4.Before the trial Court, in the suit, the Appellant/Plaintiff sought the relief of declaration of his title to the suit properties and also prayed for the relief of permanent injunction restraining the Defendants from interfering with his peaceful possession and enjoyment over the suit properties in any manner whatsoever. Furthermore, the Appellant/Plaintiff had prayed that he be put into possession of the suit properties free of obstruction by the Defendants if need be through Court.

5.Added further, the Appellant/ Plaintiff, in the event of relief of possession being granted, prayed for mesne profits to be determined by means of separate proceedings under Order 20 Rule 12 of the Civil Procedure Code etc.

6.The trial Court framed 1 to 4 issues. On behalf of the Appellant/Plaintiff, witnesses P.W.1 and P.W.2 were examined and Exs.A.1 to A.9 were marked.
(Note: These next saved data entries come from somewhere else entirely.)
//! Post configuration management for `mdpost.toml`.
//!
//! # Module Structure
//!
//! ```text
//! config/
//! ├── section/       # Configuration section definitions
//! │   ├── markdown   # [markdown]
//! │   ├── math       # [math]
//! │   └── page       # [page]
//! ├── error          # ConfigError
//! ├── util           # find_config_file
//! └── mod.rs         # PostConfig (this file)
//! ```
//!
//! # Sections
//!
//! | Section      | Purpose                                          |
//! |--------------|--------------------------------------------------|
//! | `[page]`     | Head defaults (language, favicon, styles, feed)  |
//! | `[markdown]` | Markdown engine switches and quote glyphs        |
//! | `[math]`     | Strict or lenient math rendering                 |
//!
//! The file is optional: without one every section takes its defaults.
//! Command-line flags override the file.

mod error;
pub mod section;
mod util;

pub use error::ConfigError;
pub use section::{MarkdownConfig, MathConfig, PageConfig};

use util::find_config_file;

use crate::{
    cli::{Cli, ConvertArgs},
    debug, log,
    markdown::MarkdownOptions,
    template::PageHead,
};
use serde::{Deserialize, Serialize};
use std::{
    fs,
    path::{Path, PathBuf},
};

/// Default config file name, searched upward from cwd.
pub const CONFIG_FILE: &str = "mdpost.toml";

type Result<T> = std::result::Result<T, ConfigError>;

// ============================================================================
// root configuration
// ============================================================================

/// Root configuration structure representing mdpost.toml
#[derive(Debug, Clone, Default, PartialEq, Eq, Serialize, Deserialize)]
#[serde(default)]
pub struct PostConfig {
    /// Absolute path to the config file, if one was loaded (internal use only)
    #[serde(skip)]
    pub config_path: Option<PathBuf>,

    /// Page head defaults
    pub page: PageConfig,

    /// Markdown engine settings
    pub markdown: MarkdownConfig,

    /// Math rendering settings
    pub math: MathConfig,
}

impl PostConfig {
    /// Load configuration for a CLI invocation.
    ///
    /// An explicit `--config` must exist; otherwise `mdpost.toml` is searched
    /// upward from cwd and defaults are used when none is found.
    pub fn load(cli: &Cli) -> Result<Self> {
        let path = match &cli.config {
            Some(path) => path.clone(),
            None => match find_config_file(Path::new(CONFIG_FILE)) {
                Some(path) => path,
                None => {
                    debug!("config"; "no {} found, using defaults", CONFIG_FILE);
                    return Ok(Self::default());
                }
            },
        };

        let mut config = Self::from_path(&path)?;
        config.config_path = Some(path);
        Ok(config)
    }

    /// Load configuration from file path with unknown field detection.
    fn from_path(path: &Path) -> Result<Self> {
        let content =
            fs::read_to_string(path).map_err(|err| ConfigError::Io(path.to_path_buf(), err))?;

        let (config, ignored) = Self::parse_with_ignored(&content)?;
        if !ignored.is_empty() {
            Self::print_unknown_fields_warning(&ignored, path);
        }

        // Surface bad quotes at load time rather than mid-conversion
        config.markdown.to_options()?;
        Ok(config)
    }

    /// Parse TOML content, collecting any unknown fields.
    fn parse_with_ignored(content: &str) -> Result<(Self, Vec<String>)> {
        let mut ignored = Vec::new();
        let deserializer = toml::Deserializer::new(content);
        let config = serde_ignored::deserialize(deserializer, |path: serde_ignored::Path| {
            ignored.push(path.to_string());
        })?;
        Ok((config, ignored))
    }

    /// Print warning about unknown fields.
    fn print_unknown_fields_warning(fields: &[String], path: &Path) {
        log!("warning"; "unknown fields in {}, ignoring:", path.display());
        for field in fields {
            eprintln!("- {}", field);
        }
    }

    /// Markdown engine options from the `[markdown]` section.
    pub fn markdown_options(&self) -> Result<MarkdownOptions> {
        Ok(self.markdown.to_options()?)
    }

    /// Whether math errors abort the conversion.
    pub fn strict_math(&self, args: &ConvertArgs) -> bool {
        self.math.strict && !args.no_strict_math
    }

    /// Page head from the `[page]` section with command-line overrides.
    ///
    /// Title and description only come from the command line. Styles and
    /// scripts given there replace the configured lists.
    pub fn page_head(&self, args: &ConvertArgs) -> PageHead {
        let page = &self.page;
        PageHead {
            title: args.title.clone(),
            description: args.description.clone(),
            language: args
                .language
                .clone()
                .unwrap_or_else(|| page.language.clone()),
            favicon: args.favicon.clone().or_else(|| page.favicon.clone()),
            styles: Self::override_list(&args.styles, &page.styles),
            scripts: Self::override_list(&args.scripts, &page.scripts),
            feed: args.feed.clone().or_else(|| page.feed.clone()),
        }
    }

    fn override_list(cli: &[String], config: &[String]) -> Vec<String> {
        let list = if cli.is_empty() { config } else { cli };
        list.to_vec()
    }
}

// ============================================================================
// test helpers
// ============================================================================

/// Parse config, panicking on unknown fields (to catch config typos in tests).
#[cfg(test)]
pub fn test_parse_config(content: &str) -> PostConfig {
    let (parsed, ignored) = PostConfig::parse_with_ignored(content).unwrap();
    assert!(
        ignored.is_empty(),
        "test config has unknown fields: {:?}",
        ignored
    );
    parsed
}

// ============================================================================
// tests
// ============================================================================

#[cfg(test)]
mod tests {
    use super::*;
    use clap::Parser;
    use tempfile::TempDir;

    fn convert_args(args: &[&str]) -> ConvertArgs {
        let argv = ["mdpost", "convert"].into_iter().chain(args.iter().copied());
        match Cli::parse_from(argv).command {
            crate::cli::Commands::Convert { args } => args,
            _ => unreachable!(),
        }
    }

    #[test]
    fn test_parse_invalid_toml() {
        let result = PostConfig::parse_with_ignored("[page\nlanguage = \"en\"");
        assert!(matches!(result, Err(ConfigError::Toml(_))));
    }

    #[test]
    fn test_empty_config_is_default() {
        assert_eq!(test_parse_config(""), PostConfig::default());
    }

    #[test]
    fn test_unknown_fields_detected() {
        let content = "[page]\nlanguage = \"fr\"\nfavicon_url = \"x\"\n[unknown_section]\nfield = 1";
        let (config, ignored) = PostConfig::parse_with_ignored(content).unwrap();

        assert_eq!(config.page.language, "fr");
        assert!(ignored.iter().any(|f| f.contains("favicon_url")));
        assert!(ignored.iter().any(|f| f.contains("unknown_section")));
    }

    #[test]
    fn test_no_unknown_fields() {
        let content = "[page]\nlanguage = \"en\"\n[math]\nstrict = false";
        let (_, ignored) = PostConfig::parse_with_ignored(content).unwrap();
        assert!(ignored.is_empty());
    }

    #[test]
    fn test_from_path_rejects_bad_quotes() {
        let dir = TempDir::new().unwrap();
        let path = dir.path().join(CONFIG_FILE);
        fs::write(&path, "[markdown]\nquotes = \"abc\"").unwrap();

        let err = PostConfig::from_path(&path).unwrap_err();
        assert!(matches!(err, ConfigError::Quotes(_)));
    }

    #[test]
    fn test_load_explicit_missing_file() {
        let dir = TempDir::new().unwrap();
        let missing = dir.path().join("nope.toml");
        let cli = Cli::parse_from([
            "mdpost",
            "-C",
            missing.to_str().unwrap(),
            "title",
            "post.md",
        ]);

        let err = PostConfig::load(&cli).unwrap_err();
        assert!(matches!(err, ConfigError::Io(path, _) if path == missing));
    }

    #[test]
    fn test_load_explicit_file() {
        let dir = TempDir::new().unwrap();
        let path = dir.path().join("blog.toml");
        fs::write(&path, "[page]\nstyles = [\"s.css\"]").unwrap();
        let cli = Cli::parse_from(["mdpost", "-C", path.to_str().unwrap(), "title", "p.md"]);

        let config = PostConfig::load(&cli).unwrap();
        assert_eq!(config.page.styles, vec!["s.css"]);
        assert_eq!(config.config_path, Some(path));
    }

    #[test]
    fn test_page_head_uses_config() {
        let config = test_parse_config(
            "[page]\nlanguage = \"de\"\nfavicon = \"f.ico\"\nstyles = [\"a.css\"]\nscripts = [\"a.js\"]\nfeed = \"/feed.xml\"",
        );
        let head = config.page_head(&convert_args(&["post.md"]));

        assert_eq!(head.title, None);
        assert_eq!(head.language, "de");
        assert_eq!(head.favicon.as_deref(), Some("f.ico"));
        assert_eq!(head.styles, vec!["a.css"]);
        assert_eq!(head.scripts, vec!["a.js"]);
        assert_eq!(head.feed.as_deref(), Some("/feed.xml"));
    }

    #[test]
    fn test_page_head_cli_overrides() {
        let config = test_parse_config(
            "[page]\nlanguage = \"de\"\nfavicon = \"f.ico\"\nstyles = [\"a.css\"]\nscripts = [\"a.js\"]",
        );
        let args = convert_args(&[
            "post.md", "-t", "T", "-d", "D", "-l", "en", "-f", "g.png", "-s", "b.css", "-s",
            "c.css",
        ]);
        let head = config.page_head(&args);

        assert_eq!(head.title.as_deref(), Some("T"));
        assert_eq!(head.description.as_deref(), Some("D"));
        assert_eq!(head.language, "en");
        assert_eq!(head.favicon.as_deref(), Some("g.png"));
        assert_eq!(head.styles, vec!["b.css", "c.css"]);
        // not given on the command line, so the configured list stays
        assert_eq!(head.scripts, vec!["a.js"]);
    }

    #[test]
    fn test_strict_math_override() {
        let config = PostConfig::default();
        assert!(config.strict_math(&convert_args(&["p.md"])));
        assert!(!config.strict_math(&convert_args(&["p.md", "--no-strict-math"])));

        let lenient = test_parse_config("[math]\nstrict = false");
        assert!(!lenient.strict_math(&convert_args(&["p.md"])));
    }
}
On the side of the Defendants, witnesses, D.W.1 and D.W.2 were examined and Exs.B.1 to B.10 were marked.

7.On an appreciation of oral and documentary evidence available on record, the trial Court held that the Appellant/Plaintiff was entitled to the relief of declaration in respect of 1 to 4 items in A schedule suit property and also the B schedule item of property. Moreover, the 1st Defendant was directed to hand over these properties in the hands of Appellant/Plaintiff. The trial Court deleted the 3rd Defendant and also the suit 5th item of A schedule property. The trial Court relegated the mesne profits proceedings by means of a separate proceedings (till possession being handed over as per Order 20 Rule 12 of C.P.C.) and accordingly, granted a Decree.

8.Being dissatisfied with the Judgment and Decree of the trial Court dated 05.10.1990 in O.S.No.598 of 1982, the 1st Defendant in the suit had projected A.S.No.168 of 1990 on the file of Sub Judge, Virudhachalam, as an aggrieved party.

9.The First Appellate Court viz., Learned Sub Judge, Virudhachalam, in Appeal, confirmed the finding of the trial Court to the effect that A schedule 1 to 4 items and B schedule property belonged to the Appellant/Plaintiff. However, in respect of 1 to 4 items of properties, it set aside the relief of possession being handed over to the Appellant/Plaintiff by the trial Court. Liberty was given to the Appellant/Plaintiff to claim mesne profits as per Order 20 Rule 12 of Civil Procedure Code. The Cross Appeal filed by the Appellant/Plaintiff praying for cost of the suit was dismissed. Thus, it allowed the Appeal in part, leaving the parties to bear their own costs.

10.Feeling dissatisfied with the Judgment and Decree dated 09.12.1993 in A.S.No.168 of 1990 being allowed in part by the First Appellate Court, the Appellant/Plaintiff had filed the present Second Appeal before this Court.

11.At the time of admission of this Second Appeal, this Court framed the following Substantial Questions of Law:

"1.Whether the lower appellate Court is correct in holding that the respondent is a cultivating tenant in the absence of any legal proof especially when his claim to record his name in the tenancy records has been turned down by the competent authority under Ex.P.9?
2.Is the lower appellate Court right in observing that to prove the surrender of possession physical delivery is not always necessary as provided under Section 111(F) of The Transfer of Property Act?
3.Is the lower appellate Court correct in delivering the impugned judgment overlooking the fact that the respondent is estopped from denying the very right of the appellant to the suit property, particularly, with regard to the possession of the same?
4.Is the respondent a cultivating tenant as per the adduced materials and evidence as contemplated by law?"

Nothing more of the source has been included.